RESUMO] Leva de livros no bojo das celebrações dos 200 anos da Independência questiona a historiografia clássica e busca novas interpretações desse momento histórico. Os papéis centrais da crise fiscal e da atuação de outros estados que não o Rio, como Bahia e Pernambuco, no processo de emancipação revelam contextos múltiplos e complexos que ultrapassam o discurso oficial do 7 de setembro.
Em agosto de 1821, o cônego Francisco da Mãe dos Homens Carvalho conduziu uma oração na Capela Real do Rio de Janeiro, onde aconteciam as celebrações acompanhadas por dom João 6º e sua família. Naquele momento, no entanto, o monarca e sua mulher, Carlota Joaquina, já tinham voltado para Portugal depois da forte pressão das Cortes de Lisboa, que exigiam do rei a submissão a um regime constitucional.
O poder do lado de cá do Atlântico foi entregue a Pedro, então príncipe regente, encarregado pelo pai, dom João 6º, de representar a Casa de Bragança no Brasil.

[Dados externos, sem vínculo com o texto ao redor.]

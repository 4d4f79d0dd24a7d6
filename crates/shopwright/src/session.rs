//! One browser session owned by one scenario run.
//!
//! A [`Session`] pairs a [`Driver`] with the per-run settings every page
//! object needs: the site's base URL, wait budgets and the artifact
//! directory. Page objects borrow it; the harness owns it and closes it on
//! every exit path.

use crate::dialog::{Dialog, DialogPolicy};
use crate::driver::{Driver, ScreenshotTarget};
use crate::element::ElementSet;
use crate::locator::{Locator, DEFAULT_TIMEOUT_MS};
use crate::result::{E2eResult, PageState};
use crate::wait::DEFAULT_POLL_INTERVAL_MS;
use std::path::{Path, PathBuf};
use std::sync::atomic::{AtomicUsize, Ordering};
use std::time::Duration;
use url::Url;

/// Default target site
pub const DEFAULT_BASE_URL: &str = "https://automationexercise.com";

static SCREENSHOT_SEQ: AtomicUsize = AtomicUsize::new(0);

/// Settings shared by everything running on a session
#[derive(Debug, Clone, PartialEq, Eq)]
pub struct SessionConfig {
    base_url: Url,
    /// Budget for locating an actionable element
    pub action_timeout: Duration,
    /// Budget for `expect` assertions
    pub expect_timeout: Duration,
    /// Delay between probes
    pub poll_interval: Duration,
    /// Where screenshots are written
    pub artifacts_dir: PathBuf,
}

impl SessionConfig {
    /// Create a config for `base_url` with default budgets
    ///
    /// # Errors
    ///
    /// Returns an error if `base_url` is not an absolute URL
    pub fn new(base_url: &str) -> E2eResult<Self> {
        Ok(Self {
            base_url: Url::parse(base_url)?,
            action_timeout: Duration::from_millis(DEFAULT_TIMEOUT_MS),
            expect_timeout: Duration::from_millis(DEFAULT_TIMEOUT_MS),
            poll_interval: Duration::from_millis(DEFAULT_POLL_INTERVAL_MS),
            artifacts_dir: PathBuf::from("screenshots"),
        })
    }

    /// Set the action timeout
    #[must_use]
    pub const fn with_action_timeout(mut self, timeout: Duration) -> Self {
        self.action_timeout = timeout;
        self
    }

    /// Set the expect timeout
    #[must_use]
    pub const fn with_expect_timeout(mut self, timeout: Duration) -> Self {
        self.expect_timeout = timeout;
        self
    }

    /// Set the polling interval
    #[must_use]
    pub const fn with_poll_interval(mut self, interval: Duration) -> Self {
        self.poll_interval = interval;
        self
    }

    /// Set the artifacts directory
    #[must_use]
    pub fn with_artifacts_dir(mut self, dir: impl Into<PathBuf>) -> Self {
        self.artifacts_dir = dir.into();
        self
    }

    /// Base URL of the site under test
    #[must_use]
    pub const fn base_url(&self) -> &Url {
        &self.base_url
    }

    /// Absolute URL for a site path
    ///
    /// # Errors
    ///
    /// Returns an error if the path cannot be joined
    pub fn url_for(&self, path: &str) -> E2eResult<Url> {
        Ok(self.base_url.join(path)?)
    }
}

/// Compare two URLs ignoring scheme, default ports and a trailing slash.
///
/// The demo site answers on both `http` and `https`, so journeys compare
/// locations rather than exact strings.
#[must_use]
pub fn same_location(a: &str, b: &str) -> bool {
    location_key(a) == location_key(b)
}

fn location_key(raw: &str) -> String {
    match Url::parse(raw) {
        Ok(url) => {
            let path = url.path().trim_end_matches('/');
            let query = url.query().map(|q| format!("?{q}")).unwrap_or_default();
            format!(
                "{}{}{}",
                url.host_str().unwrap_or_default().trim_start_matches("www."),
                path,
                query
            )
        }
        Err(_) => raw.trim_end_matches('/').to_string(),
    }
}

/// A live browser session
#[derive(Debug)]
pub struct Session {
    id: String,
    driver: Box<dyn Driver>,
    config: SessionConfig,
}

impl Session {
    /// Wrap a driver
    #[must_use]
    pub fn new(driver: Box<dyn Driver>, config: SessionConfig) -> Self {
        let id = uuid::Uuid::new_v4().simple().to_string()[..8].to_string();
        tracing::debug!(session = %id, driver = driver.name(), "session opened");
        Self { id, driver, config }
    }

    /// Short identifier used in logs and artifact names
    #[must_use]
    pub fn id(&self) -> &str {
        &self.id
    }

    /// Underlying driver
    #[must_use]
    pub fn driver(&self) -> &dyn Driver {
        self.driver.as_ref()
    }

    /// Session settings
    #[must_use]
    pub const fn config(&self) -> &SessionConfig {
        &self.config
    }

    /// Navigate to a path relative to the base URL (or an absolute URL)
    pub async fn goto(&self, path: &str) -> E2eResult<()> {
        let url = self.config.url_for(path)?;
        tracing::info!(session = %self.id, url = %url, "navigate");
        self.driver.goto(url.as_str()).await
    }

    /// Current document title
    pub async fn title(&self) -> E2eResult<String> {
        self.driver.title().await
    }

    /// Current URL
    pub async fn url(&self) -> E2eResult<String> {
        self.driver.url().await
    }

    /// Whether the session is currently at `path` on the site
    pub async fn is_at(&self, path: &str) -> E2eResult<bool> {
        let expected = self.config.url_for(path)?;
        Ok(same_location(&self.url().await?, expected.as_str()))
    }

    /// Lazily bind a locator to this session; performs no I/O
    #[must_use]
    pub fn locate(&self, locator: &Locator) -> ElementSet<'_> {
        ElementSet::new(self, locator.clone())
    }

    /// Title and URL right now; unreadable fields are left empty
    pub async fn page_state(&self) -> PageState {
        PageState {
            title: self.driver.title().await.ok(),
            url: self.driver.url().await.ok(),
        }
    }

    /// Decide how native dialogs are answered from now on
    pub fn on_dialog(&self, policy: DialogPolicy) {
        self.driver.set_dialog_policy(policy);
    }

    /// Dialogs seen so far
    #[must_use]
    pub fn dialogs(&self) -> Vec<Dialog> {
        self.driver.dialogs()
    }

    /// Capture a screenshot into the artifacts directory.
    ///
    /// Files are named `{unix millis}-{seq}-{name}.png`.
    pub async fn screenshot(&self, target: &ScreenshotTarget, name: &str) -> E2eResult<PathBuf> {
        let png = self.driver.screenshot(target).await?;
        let file_name = format!(
            "{}-{}-{}.png",
            chrono::Utc::now().timestamp_millis(),
            SCREENSHOT_SEQ.fetch_add(1, Ordering::Relaxed),
            name
        );
        let path = write_artifact(&self.config.artifacts_dir, &file_name, &png).await?;
        tracing::info!(
            session = %self.id,
            target = target.label(),
            path = %path.display(),
            bytes = png.len(),
            "screenshot saved"
        );
        Ok(path)
    }

    /// Release the browser session
    pub async fn close(&self) -> E2eResult<()> {
        tracing::debug!(session = %self.id, "session closing");
        self.driver.close().await
    }
}

async fn write_artifact(dir: &Path, file_name: &str, bytes: &[u8]) -> E2eResult<PathBuf> {
    tokio::fs::create_dir_all(dir).await?;
    let path = dir.join(file_name);
    tokio::fs::write(&path, bytes).await?;
    Ok(path)
}

#[cfg(test)]
#[allow(clippy::unwrap_used)]
mod tests {
    use super::*;

    mod config_tests {
        use super::*;

        #[test]
        fn test_defaults() {
            let config = SessionConfig::new(DEFAULT_BASE_URL).unwrap();
            assert_eq!(config.action_timeout, Duration::from_secs(5));
            assert_eq!(config.artifacts_dir, PathBuf::from("screenshots"));
        }

        #[test]
        fn test_url_for_joins_paths() {
            let config = SessionConfig::new("https://automationexercise.com").unwrap();
            assert_eq!(
                config.url_for("/login").unwrap().as_str(),
                "https://automationexercise.com/login"
            );
            assert_eq!(
                config.url_for("product_details/2").unwrap().as_str(),
                "https://automationexercise.com/product_details/2"
            );
        }

        #[test]
        fn test_rejects_relative_base() {
            assert!(SessionConfig::new("automationexercise.com").is_err());
        }
    }

    mod location_tests {
        use super::*;

        #[test]
        fn test_scheme_and_trailing_slash_are_ignored() {
            assert!(same_location(
                "http://automationexercise.com/",
                "https://automationexercise.com"
            ));
            assert!(same_location(
                "https://www.automationexercise.com/login/",
                "https://automationexercise.com/login"
            ));
        }

        #[test]
        fn test_paths_differ() {
            assert!(!same_location(
                "https://automationexercise.com/login",
                "https://automationexercise.com/"
            ));
        }
    }
}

Orador inflamado, o cônego não se restringiu aos rituais católicos e, diante do regente, queixou-se da crise econômica que se alastrava pelo território. O religioso reconheceu o esforço de Pedro para colocar as contas em dia, mas não tergiversou na abordagem do problema: "Toda a vossa atividade, toda a vossa economia, todos os vossos desvelos assíduos e incansáveis não poderão remediar esse horroroso déficit, que embaraça a nação".
Carvalho falava do que havia visto nas ruas cariocas: penúria e insatisfação popular resultantes, sobretudo, do descontrole das finanças sob dom João 6º. É certo que o governo joanino tinha criado impostos e aumentado encargos já existentes, para o desespero, entre outros, de proprietários de terra de províncias como Bahia e Pernambuco, que vinham obtendo lucros significativos com cana-de-açúcar, algodão e tabaco.
As medidas, porém, não foram suficientes para conter o déficit, que crescia ano a ano. Em outras palavras, os impostos subiam, mas as despesas com a Casa Real e as Forças Armadas subiam mais ainda.
A Corte recorreu então ao Banco do Brasil, que havia sido fundado em 1808, primeiro ano da família real portuguesa no Rio. Foi tamanha a avalanche de empréstimos que o governo se tornou o maior devedor do banco. Ao deixar de pagar suas dívidas, a Corte abriu a porteira para que a inflação aumentasse.
A situação se agravou com a emissão desenfreada de papel-moeda. As consequências não tardaram: além da inflação nas alturas, crise de abastecimento, aumento do custo de vida e falta (ou atraso) de pagamentos, inclusive de militares.
A magnitude da crise, relatada pelo cônego, não era novidade para o regente. Em uma carta enviada ao pai em julho de 1821, um mês antes dessa cerimônia, ele comentou a queda expressiva da fonte de recursos.
A torneira, que antes jorrava dinheiro para as celebrações luxuosas de dom João 6º e família, estava secando. Na correspondência, dizia que havia vendido seus cavalos, reduzidos de cerca de 1.300 para em torno de 150, e diminuído sua própria mesada.
Era inevitável que essa barafunda econômica levasse ao descontentamento da população do Rio e de outras províncias da porção americana do Reino Unido de Portugal, Brasil e Algarves. Essa ebulição crescente foi determinante no processo da Independência, defendem Rafael Cariello e Thales Zamberlan Pereira no livro "Adeus, Senhor Portugal: Crise do Absolutismo e a Independência do Brasil".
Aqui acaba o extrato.